Collected data
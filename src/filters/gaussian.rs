//! Gaussian low-pass filtering
//!
//! The standard deviation is derived from the kernel extent as
//! `σ = 0.3 · ((k − 1) · 0.5 − 1) + 0.8`. Extents up to seven taps use the
//! fixed binomial-like tables conventional for small Gaussian kernels.

use crate::filters::kernel::{Kernel1D, correlate_axis};
use crate::io::configuration::MAX_KERNEL_SIZE;
use crate::io::error::{Result, invalid_kernel};
use crate::raster::ScalarField;
use ndarray::Axis;
use num_traits::Float;

const SMALL_KERNELS: [&[f64]; 4] = [
    &[1.0],
    &[0.25, 0.5, 0.25],
    &[0.0625, 0.25, 0.375, 0.25, 0.0625],
    &[
        0.031_25, 0.109_375, 0.218_75, 0.281_25, 0.218_75, 0.109_375, 0.031_25,
    ],
];

/// Truncate a non-negative extent and force it odd (`⌊extent⌋ | 1`)
///
/// Negative and non-finite extents collapse to the identity kernel.
pub fn odd_kernel_size<T: Float>(extent: T) -> usize {
    extent.floor().to_usize().unwrap_or(0) | 1
}

/// Standard deviation implied by a kernel extent
pub fn gaussian_sigma(size: usize) -> f64 {
    0.3f64.mul_add((size as f64 - 1.0).mul_add(0.5, -1.0), 0.8)
}

fn validate(size: usize) -> Result<()> {
    if size % 2 == 0 {
        return Err(invalid_kernel("gaussian blur", size, "extent must be odd"));
    }
    if size > MAX_KERNEL_SIZE {
        return Err(invalid_kernel(
            "gaussian blur",
            size,
            "extent exceeds the supported maximum",
        ));
    }
    Ok(())
}

/// Normalized 1-D Gaussian weights of odd extent `size`
///
/// # Errors
///
/// Returns an error if `size` is even or larger than [`MAX_KERNEL_SIZE`]
pub fn gaussian_weights(size: usize) -> Result<Vec<f64>> {
    validate(size)?;

    if let Some(table) = SMALL_KERNELS.get(size / 2) {
        return Ok(table.to_vec());
    }

    let sigma = gaussian_sigma(size);
    let scale = -0.5 / (sigma * sigma);
    let centre = (size / 2) as f64;
    let raw: Vec<f64> = (0..size)
        .map(|i| {
            let d = i as f64 - centre;
            (scale * d * d).exp()
        })
        .collect();
    let total: f64 = raw.iter().sum();
    Ok(raw.into_iter().map(|w| w / total).collect())
}

fn gaussian_kernel(size: usize) -> Result<Kernel1D> {
    let weights = gaussian_weights(size)?;
    let radius = size / 2;
    let center = weights.get(radius).copied().unwrap_or(1.0);
    let side = weights.get(radius + 1..).map(<[f64]>::to_vec).unwrap_or_default();
    Ok(Kernel1D::symmetric(center, side))
}

/// Blur with a `size` × `size` Gaussian, applied separably
///
/// A 1-tap kernel returns an exact copy.
///
/// # Errors
///
/// Returns an error if `size` is even or larger than [`MAX_KERNEL_SIZE`]
pub fn gaussian_blur(field: &ScalarField, size: usize) -> Result<ScalarField> {
    let kernel = gaussian_kernel(size)?;
    if kernel.radius() == 0 {
        return Ok(field.clone());
    }
    let rows = correlate_axis(field.data(), &kernel, Axis(1));
    Ok(ScalarField::new(correlate_axis(&rows, &kernel, Axis(0))))
}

WHAT YOU HAVE TO DO:
At the line containing "let total: f64 = raw.iter().sum();", start copying. Continue exactly through the final line of the entries above and stop there.

ANSWER SPACE:
    let total: f64 = raw.iter().sum();
    Ok(raw.into_iter().map(|w| w / total).collect())
}

fn gaussian_kernel(size: usize) -> Result<Kernel1D> {
    let weights = gaussian_weights(size)?;
    let radius = size / 2;
    let center = weights.get(radius).copied().unwrap_or(1.0);
    let side = weights.get(radius + 1..).map(<[f64]>::to_vec).unwrap_or_default();
    Ok(Kernel1D::symmetric(center, side))
}

/// Blur with a `size` × `size` Gaussian, applied separably
///
/// A 1-tap kernel returns an exact copy.
///
/// # Errors
///
/// Returns an error if `size` is even or larger than [`MAX_KERNEL_SIZE`]
pub fn gaussian_blur(field: &ScalarField, size: usize) -> Result<ScalarField> {
    let kernel = gaussian_kernel(size)?;
    if kernel.radius() == 0 {
        return Ok(field.clone());
    }
    let rows = correlate_axis(field.data(), &kernel, Axis(1));
    Ok(ScalarField::new(correlate_axis(&rows, &kernel, Axis(0))))
}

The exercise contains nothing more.